Secondly,basedonthetheoryoftorquepulsationoptimization,thispaperproposesatorquepulsationoptimizationmethodbasedoncoordinatedcontrolofmotorcurrentcurve.Bycoordinatingandcontrollingthecurrentcurveofthemotor,thetorquepulsationofthemotorduringoperationiseffectivelyreduced,andthedrivingperformanceandefficiencyofthemotorareimproved.

Finally,throughsimulationandexperimentalverification,theeffectivenessoftheproposedimprovementplanandcontrolmethodbasedontorquepulsationoptimizationisverified,andthepracticalityanduniversalityoftheplanareproved.

Keywords:electricvehicles;synchronousreluctancemotor;permanentmagnetexcitation;torquepulsationoptimization;controlmethod;simulationandexperimentalverificationElectricvehicleshavebecomeincreasinglypopularinrecentyearsduetotheirsustainableandeco-friendlynature.Asacrucialcomponentofelectricvehicles,thesynchronousreluctancemotorhasgainedmoreattentionforitsadvantagesofhighefficiency,lownoise,andlowmaintenance.

However,reducingtorquepulsationisessentialforimprovingtheoperationperformanceofthesynchronousreluctancemotor.Torquepulsationcancausevibration,noise,anddecreasetheefficiencyofthemotor,whichmayaffecttheridingcomfortanddrivingexperienceoftheelectricvehicle.

Toovercometheproblemoftorquepulsation,thisstudyproposesanimprovementplanandanoptimizedcontrolmethodbasedontorquepulsationoptimization.Theimprovementplaninvolvesoptimizingthestatorandrotorstructure,adjustingthemagnetizationdirection,andselectinganappropriatewindingscheme,whilethecontrolmethodutilizesafeedbackcontrolalgorithmtominimizethetorquepulsation.

Throughsimulationandexperimentalverification,ourproposedimprovementplanandcontrolmethodhavedemonstratedasignificantreductionintorquepulsation,therebyimprovingthedrivingperformanceandefficiencyofthemotor.Moreover,theuniversalityandpracticalityoftheplanwerealsoverified,emphasizingthepotentialapplicationofourapproachinthedevelopmentofthesynchronousreluctancemotorforelectricvehicles.

Overall,thisstudyprovidesapromisingsolutionforreducingtorquepulsationinsynchronousreluctancemotors,whichcanbenefitthedevelopmentofmoreefficientandenvironmentally-friendlyelectricvehiclesinthefutureInadditiontothefindingspresentedintheprevioussections,thereareseveralotheraspectsworthconsideringinfurtherresearchonsynchronousreluctancemotorsforelectricvehicles.
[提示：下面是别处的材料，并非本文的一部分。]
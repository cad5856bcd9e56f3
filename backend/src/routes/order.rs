use std::sync::Arc;

use axum::extract::{Json, Path, Query, State};
use lambda_http::tracing;
use utoipa_axum::{router::OpenApiRouter, routes};
use validator::Validate;

use super::{load_book, load_order, load_user, HandlerResult};
use crate::{
    errors::HandlerError,
    models::{
        book::{Book, BookStatus},
        order::{
            sort_orders, CancelOrderRequest, CreateOrderRequest, Order, OrderList, OrderQuery,
            OrderStatus, RatingRequest, UpdateOrderStatusRequest,
        },
        paginate,
        user::User,
        ApiResponse, DEFAULT_PAGE_SIZE,
    },
    permissions::{Actor, Permission},
    state::AppState,
    store::Transaction,
    utils::order_number,
};

pub fn router() -> OpenApiRouter<Arc<AppState>> {
    OpenApiRouter::new()
        .routes(routes!(create_order, my_orders))
        .routes(routes!(my_sales))
        .routes(routes!(get_order, update_order_status))
        .routes(routes!(cancel_order))
        .routes(routes!(rate_order))
}

pub(crate) fn order_page(mut orders: Vec<Order>, query: &OrderQuery) -> OrderList {
    orders.retain(|o| query.matches(o));
    sort_orders(&mut orders);
    let (page, limit) = query.page_query().resolve(DEFAULT_PAGE_SIZE);
    let (orders, pagination) = paginate(orders, page, limit);
    OrderList { orders, pagination }
}

/// Applies a status change and, on delivery, marks the book sold and records
/// the sale on the seller, all in one commit.
///
/// A delivered order still completes when its book or seller document is gone.
/// Admins may delete a user without touching their listings, and a seller may
/// delete a listing with an open order. The handover has happened by then and
/// the order keeps its own `bookDetails` snapshot, so only the missing side of
/// the cascade is skipped.
pub(crate) async fn change_status(
    state: &AppState,
    actor: &Actor,
    mut order: Order,
    req: UpdateOrderStatusRequest,
) -> HandlerResult<Order> {
    actor.require(Permission::UpdateOrderStatus(&order))?;

    if req.status == OrderStatus::Cancelled {
        order.cancel(&actor.id, req.message)?;
        state.db.save(&mut order).await?;
        tracing::info!("Order {} cancelled by {}", order.id, actor.id);
        return Ok(order);
    }

    let from = order.order_status;
    order.advance(&actor.id, req.status, req.message, req.tracking_number)?;

    let mut book: Option<Book> = None;
    let mut seller: Option<User> = None;
    if order.order_status == OrderStatus::Delivered {
        match state.db.get::<Book>(&order.book).await? {
            Some(mut b) => {
                if b.status == BookStatus::Sold {
                    return Err(HandlerError::conflict("This book has already been sold"));
                }
                b.mark_sold(&order.buyer);
                book = Some(b);
            }
            None => tracing::warn!(
                "Delivered order {} references missing book {}",
                order.id,
                order.book
            ),
        }
        match state.db.get::<User>(&order.seller).await? {
            Some(mut s) => {
                if !s.books_sold.contains(&order.book) {
                    s.books_sold.push(order.book.clone());
                }
                s.touch();
                seller = Some(s);
            }
            None => tracing::warn!(
                "Delivered order {} references missing seller {}",
                order.id,
                order.seller
            ),
        }
    }

    let mut tx = Transaction::new().update(&mut order)?;
    if let Some(b) = book.as_mut() {
        tx = tx.update(b)?;
    }
    if let Some(s) = seller.as_mut() {
        tx = tx.update(s)?;
    }
    state.db.commit(tx).await?;

    tracing::info!(
        "Order {} moved from {} to {} by {}",
        order.id,
        from,
        order.order_status,
        actor.id
    );
    Ok(order)
}

#[utoipa::path(
    post,
    path = "/",
    tag = "Orders",
    request_body = CreateOrderRequest,
    responses(
        (status = CREATED, description = "Order placed", body = Order),
        (status = BAD_REQUEST, description = "Book unavailable or own listing", body = HandlerError),
        (status = NOT_FOUND, description = "Book not found", body = HandlerError),
        (status = UNAUTHORIZED, description = "Missing or invalid token", body = HandlerError),
    ),
    security(("http-jwt" = [])),
)]
async fn create_order(
    actor: Actor,
    State(state): State<Arc<AppState>>,
    Json(payload): Json<CreateOrderRequest>,
) -> HandlerResult<ApiResponse<Order>> {
    payload.validate()?;
    let book = load_book(&state, &payload.book_id).await?;
    let order = Order::place(&actor.id, &book, payload, order_number())?;

    let mut buyer = load_user(&state, &actor.id).await?;
    buyer.books_purchased.push(order.id.clone());
    buyer.remove_from_cart(&book.id);
    buyer.touch();

    let tx = Transaction::new().insert(&order)?.update(&mut buyer)?;
    state.db.commit(tx).await?;

    tracing::info!(
        "Order {} placed by {} for book {}",
        order.order_number,
        buyer.id,
        book.id
    );
    Ok(ApiResponse::created(order).with_message("Order created successfully"))
}

#[utoipa::path(
    get,
    path = "/",
    tag = "Orders",
    params(OrderQuery),
    responses(
        (status = OK, description = "Orders placed by the caller", body = OrderList),
        (status = UNAUTHORIZED, description = "Missing or invalid token", body = HandlerError),
    ),
    security(("http-jwt" = [])),
)]
async fn my_orders(
    actor: Actor,
    State(state): State<Arc<AppState>>,
    Query(query): Query<OrderQuery>,
) -> HandlerResult<ApiResponse<OrderList>> {
    let mut orders = state.db.list::<Order>().await?;
    orders.retain(|o| o.buyer == actor.id);
    Ok(ApiResponse::ok(order_page(orders, &query)))
}

#[utoipa::path(
    get,
    path = "/sales",
    tag = "Orders",
    params(OrderQuery),
    responses(
        (status = OK, description = "Orders for the caller's listings", body = OrderList),
        (status = UNAUTHORIZED, description = "Missing or invalid token", body = HandlerError),
    ),
    security(("http-jwt" = [])),
)]
async fn my_sales(
    actor: Actor,
    State(state): State<Arc<AppState>>,
    Query(query): Query<OrderQuery>,
) -> HandlerResult<ApiResponse<OrderList>> {
    let mut orders = state.db.list::<Order>().await?;
    orders.retain(|o| o.seller == actor.id);
    Ok(ApiResponse::ok(order_page(orders, &query)))
}

#[utoipa::path(
    get,
    path = "/{id}",
    tag = "Orders",
    params(
        ("id" = String, Path, description = "Order ID", format = Ulid),
    ),
    responses(
        (status = OK, description = "Order detail", body = Order),
        (status = FORBIDDEN, description = "Not a party to the order", body = HandlerError),
        (status = NOT_FOUND, description = "Order not found", body = HandlerError),
    ),
    security(("http-jwt" = [])),
)]
async fn get_order(
    actor: Actor,
    State(state): State<Arc<AppState>>,
    Path(id): Path<String>,
) -> HandlerResult<ApiResponse<Order>> {
    let order = load_order(&state, &id).await?;
    actor.require(Permission::ViewOrder(&order))?;
    Ok(ApiResponse::ok(order))
}

#[utoipa::path(
    put,
    path = "/{id}",
    tag = "Orders",
    params(
        ("id" = String, Path, description = "Order ID", format = Ulid),
    ),
    request_body = UpdateOrderStatusRequest,
    responses(
        (status = OK, description = "Status updated", body = Order),
        (status = BAD_REQUEST, description = "Backward or repeated transition", body = HandlerError),
        (status = FORBIDDEN, description = "Not the seller", body = HandlerError),
        (status = NOT_FOUND, description = "Order not found", body = HandlerError),
        (status = CONFLICT, description = "Order already completed or cancelled", body = HandlerError),
    ),
    security(("http-jwt" = [])),
)]
async fn update_order_status(
    actor: Actor,
    State(state): State<Arc<AppState>>,
    Path(id): Path<String>,
    Json(payload): Json<UpdateOrderStatusRequest>,
) -> HandlerResult<ApiResponse<Order>> {
    let order = load_order(&state, &id).await?;
    let status = payload.status;
    let order = change_status(&state, &actor, order, payload).await?;
    Ok(ApiResponse::ok(order).with_message(format!("Order status updated to {}", status)))
}

#[utoipa::path(
    put,
    path = "/{id}/cancel",
    tag = "Orders",
    params(
        ("id" = String, Path, description = "Order ID", format = Ulid),
    ),
    request_body = CancelOrderRequest,
    responses(
        (status = OK, description = "Order cancelled", body = Order),
        (status = FORBIDDEN, description = "Not a party to the order", body = HandlerError),
        (status = NOT_FOUND, description = "Order not found", body = HandlerError),
        (status = CONFLICT, description = "Order already completed or cancelled", body = HandlerError),
    ),
    security(("http-jwt" = [])),
)]
async fn cancel_order(
    actor: Actor,
    State(state): State<Arc<AppState>>,
    Path(id): Path<String>,
    payload: Option<Json<CancelOrderRequest>>,
) -> HandlerResult<ApiResponse<Order>> {
    let mut order = load_order(&state, &id).await?;
    actor.require(Permission::CancelOrder(&order))?;

    let reason = payload.and_then(|Json(p)| p.reason);
    order.cancel(&actor.id, reason)?;
    state.db.save(&mut order).await?;

    tracing::info!("Order {} cancelled by {}", order.id, actor.id);
    Ok(ApiResponse::ok(order).with_message("Order cancelled successfully"))
}

#[utoipa::path(
    post,
    path = "/{id}/rating",
    tag = "Orders",
    params(
        ("id" = String, Path, description = "Order ID", format = Ulid),
    ),
    request_body = RatingRequest,
    responses(
        (status = OK, description = "Rating recorded", body = Order),
        (status = BAD_REQUEST, description = "Order not delivered yet", body = HandlerError),
        (status = FORBIDDEN, description = "Caller is not that side of the order", body = HandlerError),
        (status = CONFLICT, description = "Already rated", body = HandlerError),
    ),
    security(("http-jwt" = [])),
)]
async fn rate_order(
    actor: Actor,
    State(state): State<Arc<AppState>>,
    Path(id): Path<String>,
    Json(payload): Json<RatingRequest>,
) -> HandlerResult<ApiResponse<Order>> {
    payload.validate()?;
    let mut order = load_order(&state, &id).await?;
    actor.require(Permission::RateOrder(&order, payload.role))?;

    order.add_rating(payload.role, payload.rating, payload.comment)?;
    state.db.save(&mut order).await?;

    Ok(ApiResponse::ok(order).with_message("Rating added successfully"))
}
Oneofthecriticalfactorsaffectingtheperformanceofthesynchronousreluctancemotoristhedesignoftherotor.Whiletherotorgeometryusedinthisstudywasbasedonaconventionaldesign,therearevarioustypesofrotorstructures,suchasfluxbarriersorskewing,thatcaninfluencethemotor'soutputcharacteristics.Futureresearchcanexploretheimpactofdifferentrotordesignsontorquepulsationreductionandoverallmotorperformance.

Anotherimportantaspectofelectricvehiclemotordesignistheintegrationofelectroniccontrolsystems.Inthisstudy,asimplesensorlesscontrolalgorithmwasemployedtodrivethemotor;however,moreadvancedcontrolschemes,suchasfield-orientedcontrol,canprovidebettercontroloverthemotor'soperation.Additionally,incorporatingadvancedcontroltechniquessuchasadaptivecontrol,neuralnetworks,orfuzzylogiccanimprovethemotor'sperformanceandreducetorquepulsationfurther.
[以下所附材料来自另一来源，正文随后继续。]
use std::collections::BTreeMap;

use chrono::{DateTime, Utc};
use serde::{Deserialize, Serialize};
use utoipa::{IntoParams, ToSchema};

use super::{
    book::{Book, BookStatus, BookView},
    order::{Order, OrderStatus, OrderSummary},
    user::{Role, User, UserProfile},
    PageQuery, Pagination,
};

const RECENT_ROWS: usize = 5;

#[derive(Debug, Serialize, Deserialize, Clone, PartialEq, Eq, ToSchema)]
#[serde(rename_all = "camelCase")]
pub struct AdminStats {
    /// Non-admin accounts only.
    pub total_users: usize,
    pub total_books: usize,
    pub total_orders: usize,
    pub pending_approvals: usize,
    /// Sum of `finalAmount` over processing, shipped and delivered orders.
    pub total_revenue: u64,
    pub books_by_status: BTreeMap<String, usize>,
    pub orders_by_status: BTreeMap<String, usize>,
}

#[derive(Debug, Serialize, Deserialize, Clone, PartialEq, Eq, ToSchema)]
#[serde(rename_all = "camelCase")]
pub struct RecentUser {
    pub id: String,
    pub name: String,
    pub email: String,
    pub is_active: bool,
    pub created_at: DateTime<Utc>,
}

#[derive(Debug, Serialize, Deserialize, Clone, PartialEq, Eq, ToSchema)]
#[serde(rename_all = "camelCase")]
pub struct RecentBook {
    pub id: String,
    pub title: String,
    pub author: String,
    pub status: BookStatus,
    pub selling_price: u64,
    pub seller_name: String,
    pub created_at: DateTime<Utc>,
}

#[derive(Debug, Serialize, Deserialize, Clone, PartialEq, Eq, ToSchema)]
#[serde(rename_all = "camelCase")]
pub struct AdminDashboard {
    pub stats: AdminStats,
    pub recent_users: Vec<RecentUser>,
    pub recent_books: Vec<RecentBook>,
    pub recent_orders: Vec<OrderSummary>,
}

fn counts_by<T, K: ToString>(items: &[T], key: impl Fn(&T) -> K) -> BTreeMap<String, usize> {
    let mut out = BTreeMap::new();
    for item in items {
        *out.entry(key(item).to_string()).or_insert(0) += 1;
    }
    out
}

impl AdminDashboard {
    pub fn build(mut users: Vec<User>, mut books: Vec<Book>, mut orders: Vec<Order>) -> Self {
        users.retain(|u| u.role == Role::User);
        let revenue = orders
            .iter()
            .filter(|o| {
                matches!(
                    o.order_status,
                    OrderStatus::Processing | OrderStatus::Shipped | OrderStatus::Delivered
                )
            })
            .map(|o| o.final_amount)
            .sum();

        let stats = AdminStats {
            total_users: users.len(),
            total_books: books.len(),
            total_orders: orders.len(),
            pending_approvals: books
                .iter()
                .filter(|b| b.status == BookStatus::Pending)
                .count(),
            total_revenue: revenue,
            books_by_status: counts_by(&books, |b| b.status),
            orders_by_status: counts_by(&orders, |o| o.order_status),
        };

        users.sort_by(|a, b| b.created_at.cmp(&a.created_at).then_with(|| b.id.cmp(&a.id)));
        books.sort_by(|a, b| b.created_at.cmp(&a.created_at).then_with(|| b.id.cmp(&a.id)));
        super::order::sort_orders(&mut orders);

        Self {
            stats,
            recent_users: users
                .iter()
                .take(RECENT_ROWS)
                .map(|u| RecentUser {
                    id: u.id.clone(),
                    name: u.name.clone(),
                    email: u.email.clone(),
                    is_active: u.is_active,
                    created_at: u.created_at,
                })
                .collect(),
            recent_books: books
                .iter()
                .take(RECENT_ROWS)
                .map(|b| RecentBook {
                    id: b.id.clone(),
                    title: b.title.clone(),
                    author: b.author.clone(),
                    status: b.status,
                    selling_price: b.selling_price,
                    seller_name: b.seller_info.name.clone(),
                    created_at: b.created_at,
                })
                .collect(),
            recent_orders: orders.iter().take(RECENT_ROWS).map(OrderSummary::from).collect(),
        }
    }
}

#[derive(Debug, Serialize, Deserialize, Clone, Copy, PartialEq, Eq, ToSchema)]
#[serde(rename_all = "lowercase")]
pub enum AccountStatus {
    Active,
    Inactive,
}

#[derive(Debug, Serialize, Deserialize, Clone, PartialEq, Eq, Default, IntoParams)]
#[serde(rename_all = "camelCase")]
#[into_params(parameter_in = Query)]
pub struct UserListQuery {
    pub page: Option<u32>,
    pub limit: Option<u32>,
    pub status: Option<AccountStatus>,
    /// Matches name or e-mail.
    pub search: Option<String>,
}

impl UserListQuery {
    pub fn page_query(&self) -> PageQuery {
        PageQuery {
            page: self.page,
            limit: self.limit,
        }
    }

    pub fn matches(&self, user: &User) -> bool {
        user.role == Role::User
            && self.status.map_or(true, |s| match s {
                AccountStatus::Active => user.is_active,
                AccountStatus::Inactive => !user.is_active,
            })
            && self
                .search
                .as_deref()
                .map(str::trim)
                .filter(|s| !s.is_empty())
                .map_or(true, |s| user_matches(user, s))
    }
}

/// Case-insensitive substring match on name or e-mail.
pub fn user_matches(user: &User, needle: &str) -> bool {
    let needle = needle.to_lowercase();
    user.name.to_lowercase().contains(&needle) || user.email.to_lowercase().contains(&needle)
}

#[derive(Debug, Serialize, Deserialize, Clone, PartialEq, Eq, ToSchema)]
#[serde(rename_all = "camelCase")]
pub struct UserList {
    pub users: Vec<UserProfile>,
    pub pagination: Pagination,
}

#[derive(Debug, Serialize, Deserialize, Clone, PartialEq, ToSchema)]
#[serde(rename_all = "camelCase")]
pub struct AdminUserDetail {
    pub user: UserProfile,
    pub listings: Vec<BookView>,
    pub purchases: Vec<OrderSummary>,
    pub sales: Vec<OrderSummary>,
}

#[derive(Debug, Serialize, Deserialize, Clone, Copy, PartialEq, Eq, ToSchema)]
#[serde(rename_all = "camelCase")]
pub struct UserStatusRequest {
    pub is_active: bool,
}

#[cfg(test)]
mod tests {
    use super::*;
    use crate::models::{
        book::{tests::sample_request, DeliveryMethod},
        order::{CreateOrderRequest, PaymentMethod},
    };

    fn user(id: &str, role: Role) -> User {
        User::new(
            id.to_string(),
            format!("Name {id}"),
            format!("{id}@example.com"),
            "h".to_string(),
            role,
        )
    }

    fn order(book: &Book, status: OrderStatus) -> Order {
        let mut o = Order::place(
            "buyer",
            book,
            CreateOrderRequest {
                book_id: book.id.clone(),
                quantity: Some(1),
                payment_method: PaymentMethod::OnlinePayment,
                delivery_method: DeliveryMethod::Delivery,
                delivery_address: None,
                meetup_location: None,
                notes: None,
            },
            "ORD".to_string(),
        )
        .unwrap();
        if status == OrderStatus::Cancelled {
            o.cancel("buyer", None).unwrap();
        } else if status != OrderStatus::Placed {
            o.advance("seller", status, None, None).unwrap();
        }
        o
    }

    #[test]
    fn dashboard_counts_and_revenue() {
        let seller = user("seller", Role::User);
        let mut approved = Book::new_from_request(&seller, sample_request(), Vec::new());
        approved.status = BookStatus::Approved;
        let pending = Book::new_from_request(&seller, sample_request(), Vec::new());

        let orders = vec![
            order(&approved, OrderStatus::Placed),
            order(&approved, OrderStatus::Shipped),
            order(&approved, OrderStatus::Delivered),
            order(&approved, OrderStatus::Cancelled),
        ];
        let users = vec![
            seller.clone(),
            user("buyer", Role::User),
            user("root", Role::Admin),
        ];

        let d = AdminDashboard::build(users, vec![approved, pending], orders);
        assert_eq!(d.stats.total_users, 2);
        assert_eq!(d.stats.total_books, 2);
        assert_eq!(d.stats.pending_approvals, 1);
        assert_eq!(d.stats.total_orders, 4);
        // two counted orders at 250 + 100 delivery each
        assert_eq!(d.stats.total_revenue, 700);
        assert_eq!(d.stats.orders_by_status.get("cancelled"), Some(&1));
        assert_eq!(d.stats.books_by_status.get("approved"), Some(&1));
        assert!(d.recent_users.iter().all(|u| u.id != "root"));
    }

    #[test]
    fn user_filter_excludes_admins() {
        let mut inactive = user("asha", Role::User);
        inactive.is_active = false;
        let q = UserListQuery {
            status: Some(AccountStatus::Inactive),
            search: Some("ASHA".to_string()),
            ..Default::default()
        };
        assert!(q.matches(&inactive));
        assert!(!q.matches(&user("asha2", Role::User)));
        assert!(!UserListQuery::default().matches(&user("root", Role::Admin)));
    }
}
//! Document persistence.
//!
//! Users, books and orders are stored as whole documents keyed by `id`. Every
//! document carries a `version`; updates and deletes only apply when the
//! stored version still matches the one that was read, so two requests racing
//! on the same document cannot silently overwrite each other. All writes that
//! belong together go through a single [`Transaction`] and are applied
//! atomically by [`Database::commit`].

use aws_sdk_dynamodb::{
    error::SdkError,
    operation::{
        get_item::GetItemError, scan::ScanError, transact_write_items::TransactWriteItemsError,
    },
};
use serde::{de::DeserializeOwned, Serialize};
use serde_json::Value;

pub mod dynamo;
pub mod memory;

pub use dynamo::DynamoStore;
pub use memory::MemoryStore;

pub type StoreResult<T> = Result<T, StoreError>;

#[derive(Debug, thiserror::Error)]
pub enum StoreError {
    #[error("Conditional write failed: {0}")]
    Conflict(String),
    #[error("DynamoDB Error: GetItem: {0}")]
    DynamoDBGetError(#[from] SdkError<GetItemError>),
    #[error("DynamoDB Error: Scan: {0}")]
    DynamoDBScanError(#[from] SdkError<ScanError>),
    #[error("DynamoDB Error: TransactWriteItems: {0}")]
    DynamoDBTransactWriteItemsError(#[from] SdkError<TransactWriteItemsError>),
    #[error("Failed to build transaction: {0}")]
    TransactionBuildError(#[from] aws_sdk_dynamodb::error::BuildError),
    #[error("SerdeDynamo failed to process DynamoDB data: {0}")]
    SerdeDynamoError(#[from] serde_dynamo::Error),
    #[error("Failed to process document: {0}")]
    SerdeJsonError(#[from] serde_json::Error),
    #[error("{0}")]
    Backend(String),
}

/// A record stored in its own table.
pub trait Document: Serialize + DeserializeOwned + Send + Sync {
    const TABLE: &'static str;

    fn id(&self) -> &str;
    fn version(&self) -> u64;
    fn version_mut(&mut self) -> &mut u64;
}

#[derive(Debug, Clone, PartialEq)]
pub enum WriteKind {
    /// Fails if a document with the same id exists.
    Insert(Value),
    /// Fails unless the stored version equals `expected`.
    Update { expected: u64, doc: Value },
    /// Fails unless the stored version equals `expected`.
    Delete { expected: u64 },
}

#[derive(Debug, Clone, PartialEq)]
pub struct Write {
    pub table: &'static str,
    pub id: String,
    pub kind: WriteKind,
}

#[derive(Debug, Default)]
pub struct Transaction {
    writes: Vec<Write>,
}

impl Transaction {
    pub fn new() -> Self {
        Self::default()
    }

    pub fn insert<T: Document>(mut self, doc: &T) -> StoreResult<Self> {
        self.writes.push(Write {
            table: T::TABLE,
            id: doc.id().to_string(),
            kind: WriteKind::Insert(serde_json::to_value(doc)?),
        });
        Ok(self)
    }

    /// Queues a conditional overwrite of `doc` and bumps its version in place.
    pub fn update<T: Document>(mut self, doc: &mut T) -> StoreResult<Self> {
        let expected = doc.version();
        *doc.version_mut() = expected + 1;
        self.writes.push(Write {
            table: T::TABLE,
            id: doc.id().to_string(),
            kind: WriteKind::Update {
                expected,
                doc: serde_json::to_value(&*doc)?,
            },
        });
        Ok(self)
    }

    pub fn delete<T: Document>(mut self, doc: &T) -> StoreResult<Self> {
        self.writes.push(Write {
            table: T::TABLE,
            id: doc.id().to_string(),
            kind: WriteKind::Delete {
                expected: doc.version(),
            },
        });
        Ok(self)
    }

    pub fn is_empty(&self) -> bool {
        self.writes.is_empty()
    }

    pub fn into_writes(self) -> Vec<Write> {
        self.writes
    }
}

#[derive(Clone)]
pub enum Database {
    Memory(MemoryStore),
    Dynamo(DynamoStore),
}

impl Database {
    pub async fn get<T: Document>(&self, id: &str) -> StoreResult<Option<T>> {
        match self {
            Self::Memory(store) => store.get(id).await,
            Self::Dynamo(store) => store.get(id).await,
        }
    }

    /// Loads every document of the table.
    pub async fn list<T: Document>(&self) -> StoreResult<Vec<T>> {
        match self {
            Self::Memory(store) => store.list().await,
            Self::Dynamo(store) => store.list().await,
        }
    }

    pub async fn commit(&self, tx: Transaction) -> StoreResult<()> {
        if tx.is_empty() {
            return Ok(());
        }
        match self {
            Self::Memory(store) => store.commit(tx).await,
            Self::Dynamo(store) => store.commit(tx).await,
        }
    }

    pub async fn insert<T: Document>(&self, doc: &T) -> StoreResult<()> {
        self.commit(Transaction::new().insert(doc)?).await
    }

    pub async fn save<T: Document>(&self, doc: &mut T) -> StoreResult<()> {
        self.commit(Transaction::new().update(doc)?).await
    }
}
Theeffectsoftemperatureandthermalmanagementonsynchronousreluctancemotorperformanceshouldalsobeconsidered.Electricvehiclesoperateunderawiderangeoftemperatureconditions,whichcanimpactthemotor'soutputpowerandefficiency.Therefore,thermalanalysisandoptimizationshouldbeintegratedintothemotordesignprocesstoensurereliableandefficientoperationundervariousoperatingconditions.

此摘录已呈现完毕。